Resolution is campaigning to change the law relating to cohabitation by couples in a relationship. At the moment when a couple who have been living together split up, they have very limited rights in certain circumstances only – and otherwise no rights at all. For example, a couple may have lived together for half a lifetime, raised a family together – but if one owns everything and the other nothing at all, then when they separate, there is no protection for the financially vulnerable, penniless partner. They may find themselves homeless and without any money or pensions – or any means of claiming any share in the assets built up during the relationship. This tends to reward the wealthier partner at the expense of the vulnerable.
Limited Protection if there are minor children
If there are minor children then limited help may be available under the Children Act.
Resources may be made available on a court application to a parent, say a mother, for housing whilst that child is a minor. When the child reaches adulthood and leaves school – that money reverts to the other parent, typically the father. The mother may well then be homeless, with nowhere to live with or without the child, who is very likely to be partly fledged. She may well have reduced pensions and lower income owing to part-time work and career absences for child rearing – tough there is no redress.
How do you fancy a court application under antiquated equitable remedies?
There may be some protection under antiquated laws of Resulting or Constructive Trusts, Proprietary Estoppel and other Dickensian devices. Trying to get a share of assets via this route is fraught with difficulty, complex, uncertain and likely to require lots of money to pay for court proceedings. These might end in tears with an order for costs against you if you lose – or you might secure a fair share of the assets. It all depends. On the one hand this and the other hand that – were promises made to you that you relied on? What can you prove when the love goes cold and the lies start?

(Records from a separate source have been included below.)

//! Shared header/footer fragments fetched at runtime and spliced into the page.

use std::rc::Rc;

use async_trait::async_trait;
use dioxus::logger::tracing;
use thiserror::Error;

mod markup;
pub use markup::{localize, HeaderBindings, LanguageOption, NavLink};

pub const HEADER_PATH: &str = "/components/header.html";
pub const FOOTER_PATH: &str = "/components/footer.html";

#[derive(Debug, Clone, Copy, PartialEq, Eq)]
pub enum FragmentKind {
    Header,
    Footer,
}

impl FragmentKind {
    pub fn path(self) -> &'static str {
        match self {
            FragmentKind::Header => HEADER_PATH,
            FragmentKind::Footer => FOOTER_PATH,
        }
    }
}

#[derive(Debug, Clone, PartialEq, Eq, Error)]
pub enum FragmentError {
    #[error("request for {path} failed: {message}")]
    Transport { path: String, message: String },
    #[error("{path} answered with status {status}")]
    Status { path: String, status: u16 },
}

/// `pending → fulfilled | rejected`, nothing else.
#[derive(Debug, Clone, PartialEq)]
pub enum FragmentState<T> {
    Pending,
    Fulfilled(T),
    Rejected(FragmentError),
}

impl<T> FragmentState<T> {
    pub fn fulfilled(&self) -> Option<&T> {
        match self {
            FragmentState::Fulfilled(value) => Some(value),
            _ => None,
        }
    }
}

/// Optional capabilities the page may provide. Empty slots are skipped.
#[derive(Clone, Default)]
pub struct PageHooks {
    /// Localize visible page text after a fragment was spliced in.
    pub translate_page: Option<Rc<dyn Fn()>>,
    /// Switch the site language; receives the selected option's code.
    pub set_language: Option<Rc<dyn Fn(&str)>>,
}

impl PageHooks {
    pub fn run_translation_pass(&self) {
        if let Some(hook) = &self.translate_page {
            hook();
        }
    }

    pub fn set_language(&self, code: &str) {
        if let Some(hook) = &self.set_language {
            hook(code);
        }
    }
}

impl PartialEq for PageHooks {
    fn eq(&self, other: &Self) -> bool {
        fn same<T: ?Sized>(a: &Option<Rc<T>>, b: &Option<Rc<T>>) -> bool {
            match (a, b) {
                (Some(a), Some(b)) => Rc::ptr_eq(a, b),
                (None, None) => true,
                _ => false,
            }
        }
        same(&self.translate_page, &other.translate_page)
            && same(&self.set_language, &other.set_language)
    }
}

impl std::fmt::Debug for PageHooks {
    fn fmt(&self, f: &mut std::fmt::Formatter<'_>) -> std::fmt::Result {
        f.debug_struct("PageHooks")
            .field("translate_page", &self.translate_page.is_some())
            .field("set_language", &self.set_language.is_some())
            .finish()
    }
}

/// Where fragment markup comes from.
#[async_trait(?Send)]
pub trait FragmentSource {
    async fn fetch(&self, path: &str) -> Result<String, FragmentError>;
}

/// Fetches fragments from the site's own origin.
#[derive(Debug, Clone)]
pub struct HttpFragmentSource {
    client: reqwest::Client,
    base_url: String,
}

impl HttpFragmentSource {
    pub fn new(base_url: &str) -> Self {
        Self {
            client: reqwest::Client::new(),
            base_url: base_url.trim_end_matches('/').to_string(),
        }
    }

    /// The browser's origin on the web, `SITE_BASE_URL` elsewhere.
    pub fn for_current_origin() -> Self {
        #[cfg(target_arch = "wasm32")]
        {
            let origin = web_sys::window()
                .and_then(|w| w.location().origin().ok())
                .unwrap_or_default();
            Self::new(&origin)
        }

        #[cfg(not(target_arch = "wasm32"))]
        {
            let base = std::env::var("SITE_BASE_URL")
                .unwrap_or_else(|_| "http://127.0.0.1:8080".to_string());
            Self::new(&base)
        }
    }

    fn url(&self, path: &str) -> String {
        format!("{}/{}", self.base_url, path.trim_start_matches('/'))
    }
}

#[async_trait(?Send)]
impl FragmentSource for HttpFragmentSource {
    async fn fetch(&self, path: &str) -> Result<String, FragmentError> {
        let transport = |e: reqwest::Error| FragmentError::Transport {
            path: path.to_string(),
            message: e.to_string(),
        };

        let response = self.client.get(self.url(path)).send().await.map_err(transport)?;
        let status = response.status();
        if !status.is_success() {
            return Err(FragmentError::Status {
                path: path.to_string(),
                status: status.as_u16(),
            });
        }
        response.text().await.map_err(transport)
    }
}

/// Result of one page-load pass over both fragments.
#[derive(Debug, Clone, PartialEq)]
pub struct LoadedFragments {
    pub header: FragmentState<HeaderBindings>,
    pub footer: FragmentState<String>,
}

impl Default for LoadedFragments {
    fn default() -> Self {
        Self {
            header: FragmentState::Pending,
            footer: FragmentState::Pending,
        }
    }
}

/// Fetch header and footer concurrently and run each one's follow-up work as
/// soon as it lands. A failed fragment is logged and left out.
pub async fn load_fragments<S>(source: &S, hooks: &PageHooks) -> LoadedFragments
where
    S: FragmentSource + ?Sized,
{
    let header = async {
        match source.fetch(FragmentKind::Header.path()).await {
            Ok(markup) => {
                let bindings = HeaderBindings::bind(&markup);
                tracing::debug!(
                    "header fragment bound: {} nav links, {} language options",
                    bindings.nav_links.len(),
                    bindings.language_options.len()
                );
                hooks.run_translation_pass();
                FragmentState::Fulfilled(bindings)
            }
            Err(e) => {
                tracing::warn!("header fragment unavailable: {e}");
                FragmentState::Rejected(e)
            }
        }
    };

    let footer = async {
        match source.fetch(FragmentKind::Footer.path()).await {
            Ok(markup) => {
                hooks.run_translation_pass();
                FragmentState::Fulfilled(markup)
            }
            Err(e) => {
                tracing::warn!("footer fragment unavailable: {e}");
                FragmentState::Rejected(e)
            }
        }
    };

    let (header, footer) = futures_util::future::join(header, footer).await;
    tracing::info!(
        "fragments loaded: header={} footer={}",
        header.fulfilled().is_some(),
        footer.fulfilled().is_some()
    );

    LoadedFragments { header, footer }
}

#[cfg(test)]
mod tests {
    use super::*;
    use std::cell::{Cell, RefCell};
    use std::collections::HashMap;

    /// Serves canned bodies per path; unknown paths answer 404.
    struct StaticSource {
        pages: HashMap<&'static str, Result<String, FragmentError>>,
        requested: RefCell<Vec<String>>,
    }

    impl StaticSource {
        fn new(pages: Vec<(&'static str, Result<String, FragmentError>)>) -> Self {
            Self {
                pages: pages.into_iter().collect(),
                requested: RefCell::new(Vec::new()),
            }
        }
    }

    #[async_trait(?Send)]
    impl FragmentSource for StaticSource {
        async fn fetch(&self, path: &str) -> Result<String, FragmentError> {
            self.requested.borrow_mut().push(path.to_string());
            self.pages.get(path).cloned().unwrap_or(Err(FragmentError::Status {
                path: path.to_string(),
                status: 404,
            }))
        }
    }

    const HEADER: &str = r#"<a class="nav-link" href="/">Home</a><div class="language-selector"><span class="language-option" data-lang="ru">RU</span></div>"#;
    const FOOTER: &str = "<footer>bye</footer>";

    fn counting_hooks() -> (PageHooks, Rc<Cell<u32>>) {
        let passes = Rc::new(Cell::new(0));
        let counter = passes.clone();
        let hooks = PageHooks {
            translate_page: Some(Rc::new(move || counter.set(counter.get() + 1))),
            set_language: None,
        };
        (hooks, passes)
    }

    #[tokio::test]
    async fn both_fragments_load_and_trigger_translation_pass() {
        let source = StaticSource::new(vec![
            (HEADER_PATH, Ok(HEADER.to_string())),
            (FOOTER_PATH, Ok(FOOTER.to_string())),
        ]);
        let (hooks, passes) = counting_hooks();

        let loaded = load_fragments(&source, &hooks).await;

        let header = loaded.header.fulfilled().expect("header");
        assert_eq!(header.nav_links.len(), 1);
        assert_eq!(header.language_options[0].code, "ru");
        assert_eq!(loaded.footer, FragmentState::Fulfilled(FOOTER.to_string()));
        assert_eq!(passes.get(), 2);
        assert_eq!(source.requested.borrow().len(), 2);
    }

    #[tokio::test]
    async fn header_failure_does_not_block_footer() {
        let source = StaticSource::new(vec![(FOOTER_PATH, Ok(FOOTER.to_string()))]);
        let (hooks, passes) = counting_hooks();

        let loaded = load_fragments(&source, &hooks).await;

        assert_eq!(
            loaded.header,
            FragmentState::Rejected(FragmentError::Status {
                path: HEADER_PATH.to_string(),
                status: 404,
            })
        );
        assert_eq!(loaded.footer, FragmentState::Fulfilled(FOOTER.to_string()));
        assert_eq!(passes.get(), 1);
    }

    #[tokio::test]
    async fn transport_failures_degrade_silently() {
        let down = |path: &str| -> Result<String, FragmentError> {
            Err(FragmentError::Transport {
                path: path.to_string(),
                message: "connection refused".to_string(),
            })
        };
        let source = StaticSource::new(vec![
            (HEADER_PATH, down(HEADER_PATH)),
            (FOOTER_PATH, down(FOOTER_PATH)),
        ]);
        let (hooks, passes) = counting_hooks();

        let loaded = load_fragments(&source, &hooks).await;

        assert!(matches!(loaded.header, FragmentState::Rejected(_)));
        assert!(matches!(loaded.footer, FragmentState::Rejected(_)));
        assert_eq!(passes.get(), 0);
        // One attempt each, no retry.
        assert_eq!(source.requested.borrow().len(), 2);
    }

    #[tokio::test]
    async fn missing_hooks_are_skipped() {
        let source = StaticSource::new(vec![
            (HEADER_PATH, Ok(HEADER.to_string())),
            (FOOTER_PATH, Ok(FOOTER.to_string())),
        ]);
        let loaded = load_fragments(&source, &PageHooks::default()).await;
        assert!(loaded.header.fulfilled().is_some());
        assert!(loaded.footer.fulfilled().is_some());
    }

    #[test]
    fn set_language_hook_receives_code() {
        let seen = Rc::new(RefCell::new(Vec::<String>::new()));
        let sink = seen.clone();
        let hooks = PageHooks {
            translate_page: None,
            set_language: Some(Rc::new(move |code: &str| sink.borrow_mut().push(code.to_string()))),
        };
        hooks.set_language("kk");
        PageHooks::default().set_language("en");
        assert_eq!(*seen.borrow(), vec!["kk".to_string()]);
    }

    #[test]
    fn hooks_compare_by_identity() {
        let pass: Rc<dyn Fn()> = Rc::new(|| {});
        let a = PageHooks {
            translate_page: Some(pass.clone()),
            set_language: None,
        };
        let b = PageHooks {
            translate_page: Some(pass),
            set_language: None,
        };
        assert_eq!(a, b);
        assert_ne!(a, PageHooks::default());
    }

    #[test]
    fn url_joins_origin_and_path() {
        let source = HttpFragmentSource::new("http://localhost:8080/");
        assert_eq!(
            source.url(HEADER_PATH),
            "http://localhost:8080/components/header.html"
        );
        assert_eq!(FragmentKind::Footer.path(), FOOTER_PATH);
    }
}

But we love and trust each other – it’ll be fine, besides there’s always Common Law Marriage
There is no such thing as Common Law Marriage. It doesn’t exist. Nearly half of marriages end in divorce – and most cohabitations will break-down. Fact. Romance and ‘lurve’ only take you so far, about as far as the bedroom. For couples who only want an affair – that’s just fine, they want to keep their assets separate – and why shouldn’t they? Forcing everyone to marry and take on financial responsibilities to each other is a massive encroachment on our freedom to order our lives as we choose, an unwarranted intervention by the state. Yet if we do nothing the tragic penury of discarded partners who are often homeless and penniless will continue. What do you think?